Jeff Kindleysides, founder, Checkland Kindleysides


Shaun Bowen

“The strongest brands have always found ways of building an emotional connection with their consumers. But in recent years that urge to create a sense of intimacy has been seized upon by the most mainstream of brands and reduced to a handful of design clichés. Whimsical illustrations, hand-drawn type and twee copy lines now dominate the supermarket shelves. So in 2015 it will be the job of packaging designers to find fresher, more engaging and more original ways to tell a brand’s story. In an environment dominated by faux honesty, the need for authenticity has never been stronger.”

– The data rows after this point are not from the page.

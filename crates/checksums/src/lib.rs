#![deny(unsafe_code)]
#![deny(missing_docs)]
#![deny(rustdoc::broken_intra_doc_links)]

//! Checksum primitives for the resource toolchain.
//!
//! The crate exposes the streaming MD5 digest used for resource content
//! checksums together with the one-shot FNV-1a 64 hash used to derive
//! path-based storage keys. Higher layers combine the two into content
//! addresses of the form `<fnv_path>_<md5_content>`.

mod fnv;
mod md5_stream;

pub use fnv::{fnv1a_64, fnv1a_64_hex};
pub use md5_stream::{md5_hex, ChecksumError, Md5Stream};

/// Renders `bytes` as a lower-case hexadecimal string.
#[must_use]
pub fn to_hex(bytes: &[u8]) -> String {
    use std::fmt::Write as _;

    bytes.iter().fold(
        String::with_capacity(bytes.len() * 2),
        |mut out, byte| {
            let _ = write!(out, "{byte:02x}");
            out
        },
    )
}

#[cfg(test)]
mod tests {
    use super::to_hex;

    #[test]
    fn hex_rendering_is_lower_case_and_padded() {
        assert_eq!(to_hex(&[0x00, 0x0f, 0xa9, 0xff]), "000fa9ff");
        assert_eq!(to_hex(&[]), "");
    }
}
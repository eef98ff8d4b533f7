//! One-shot Fowler-Noll-Vo hashing.
//!
//! Storage locations hash the prefixed relative path with FNV-1a 64 so that
//! the same logical path always shards to the same CDN directory. Only the
//! one-shot form is needed; there is no streaming variant.

const FNV_OFFSET_BASIS: u64 = 0xcbf2_9ce4_8422_2325;
const FNV_PRIME: u64 = 0x0000_0100_0000_01b3;

/// Computes the FNV-1a 64 hash of `data`.
#[must_use]
pub fn fnv1a_64(data: &[u8]) -> u64 {
    data.iter().fold(FNV_OFFSET_BASIS, |hash, byte| {
        (hash ^ u64::from(*byte)).wrapping_mul(FNV_PRIME)
    })
}

/// Computes the FNV-1a 64 hash of `data` rendered as 16 hex digits.
#[must_use]
pub fn fnv1a_64_hex(data: &[u8]) -> String {
    format!("{:016x}", fnv1a_64(data))
}

#[cfg(test)]
mod tests {
    use super::*;

    #[test]
    fn empty_input_yields_offset_basis() {
        assert_eq!(fnv1a_64(b""), FNV_OFFSET_BASIS);
    }

    #[test]
    fn prefixed_path_matches_known_digest() {
        assert_eq!(fnv1a_64_hex(b"res:/intromovie.txt"), "a9d1721dd5cc6d54");
    }

    #[test]
    fn hex_form_is_zero_padded_to_sixteen_digits() {
        let rendered = fnv1a_64_hex(b"a");
        assert_eq!(rendered.len(), 16);
    }
}
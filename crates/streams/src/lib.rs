#![deny(unsafe_code)]
#![deny(missing_docs)]
#![deny(rustdoc::broken_intra_doc_links)]

//! # Overview
//!
//! Bounded-buffer sequential streams over files. Resource payloads can exceed
//! available memory, so every long operation in the engine moves bytes through
//! the two capabilities defined here instead of materialising files:
//!
//! - [`DataReader`] pulls byte chunks no larger than the configured buffer
//!   size and exposes `size`/`position`/`seek`/`restart` so the patch engine
//!   can walk a file in windows and revisit earlier regions.
//! - [`DataWriter`] pushes byte chunks and requires an explicit `finish`;
//!   the compressed variant buffers a gzip member, and skipping `finish`
//!   would lose the trailer.
//!
//! [`FileStreamIn`], [`FileStreamOut`], and [`CompressedFileStreamOut`] are
//! the file-backed implementations used throughout the workspace.

mod error;
mod file_in;
mod file_out;

pub use error::StreamError;
pub use file_in::FileStreamIn;
pub use file_out::{CompressedFileStreamOut, FileStreamOut};

/// Capability for pulling bounded byte chunks from a sequential source.
pub trait DataReader {
    /// Pulls the next chunk, or `None` once the source is exhausted.
    ///
    /// # Errors
    ///
    /// Returns [`StreamError::FailedToRead`] when the underlying source
    /// fails.
    fn pull(&mut self) -> Result<Option<Vec<u8>>, StreamError>;

    /// Total size of the source in bytes.
    fn size(&self) -> u64;

    /// Current read position in bytes.
    fn position(&self) -> u64;

    /// Moves the read position to `offset`.
    ///
    /// # Errors
    ///
    /// Returns [`StreamError::FailedToRead`] when the seek fails.
    fn seek(&mut self, offset: u64) -> Result<(), StreamError>;

    /// Rewinds the stream to the beginning.
    ///
    /// # Errors
    ///
    /// Returns [`StreamError::FailedToRead`] when the rewind fails.
    fn restart(&mut self) -> Result<(), StreamError>;

    /// Reports whether the read position has reached the end of the source.
    fn is_finished(&self) -> bool;
}

/// Capability for pushing byte chunks into a sequential sink.
pub trait DataWriter {
    /// Appends `data` to the sink.
    ///
    /// # Errors
    ///
    /// Returns [`StreamError::FailedToSave`] or
    /// [`StreamError::FailedToCompress`] when the sink fails.
    fn push(&mut self, data: &[u8]) -> Result<(), StreamError>;

    /// Flushes the sink, including any buffered trailer bytes.
    ///
    /// # Errors
    ///
    /// Returns [`StreamError::FailedToSave`] or
    /// [`StreamError::FailedToCompress`] when flushing fails.
    fn finish(&mut self) -> Result<(), StreamError>;
}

Shaun Bowen, creative partner, B&B Studio


Ab Rogers
Ab Rogers

“2015 is an exciting time to be an interior designer – our profession has never been more important. This year, the year of the sheep, will be game-changing. Sensorial poetic design will challenge the way spaces look, sound and function, and the way we use them to work, rest, learn and travel. We will see design appear in unexpected locations, designing around the occupancy experience – it’s not about style but super-function in its broadest sense. The new magnificently inventive Second Home by SelgasCano is a fine example, while Barber & Osgerby’s new designs for Crossrail will revolutionise the experience of travel. The Maggie’s Centre in St Bart’s Hospital by Stephan Holl will create an empowering and radical space for patients.” 

Ab Rogers, founder, Ab Rogers Design


Luke Pearson
© Mark Cocksedge

“The next year could go in a number of directions as the world economy is so unstable – somehow, the economic flux mirrors a cultural one in terms of design. There is more diversity, more choice, more progress, more experimentation and more activity than we have potentially ever seen. There is a viral activity that has even started to influence the biggest companies. From Kickstarter to Hacking from global sourcing to a rebirth in local craft networks, everything is ultimately on the table.”

Luke Pearson, director, PearsonLloyd


Dinah Casson

“It’s going to be tough. The government cuts haven’t really got going yet and local authorities are already struggling. As most of our work is in the public sector, we will inevitably be affected. We will have to continue to find new ways of working – to do more for even less; but the bit that suffers is the time set aside to cook ideas, to change ideas, to have better ideas. In the end, it is the quality of the project that we have to protect, and that’s going to be tough.”

Dinah Casson, founder, Casson-Mann


Jeremy Leslie

“2015 will continue to be an exciting time for editorial design: the ups and downs of the business offer creative opportunities. Large publishers with deep pockets will pour budget into their magazines (New York Times Magazine, US Wired) and the braver independents will continue to innovate on peanuts (The Gourmand, Delayed Gratification, Flaneur). Those stuck between these two extremes will struggle to keep up. Print and digital will cosy up ever closer –expect further editorial design developments online and more digital businesses launching print mags. But unless someone cracks it soon, the magazine iPad app will be forgotten as a creative option.”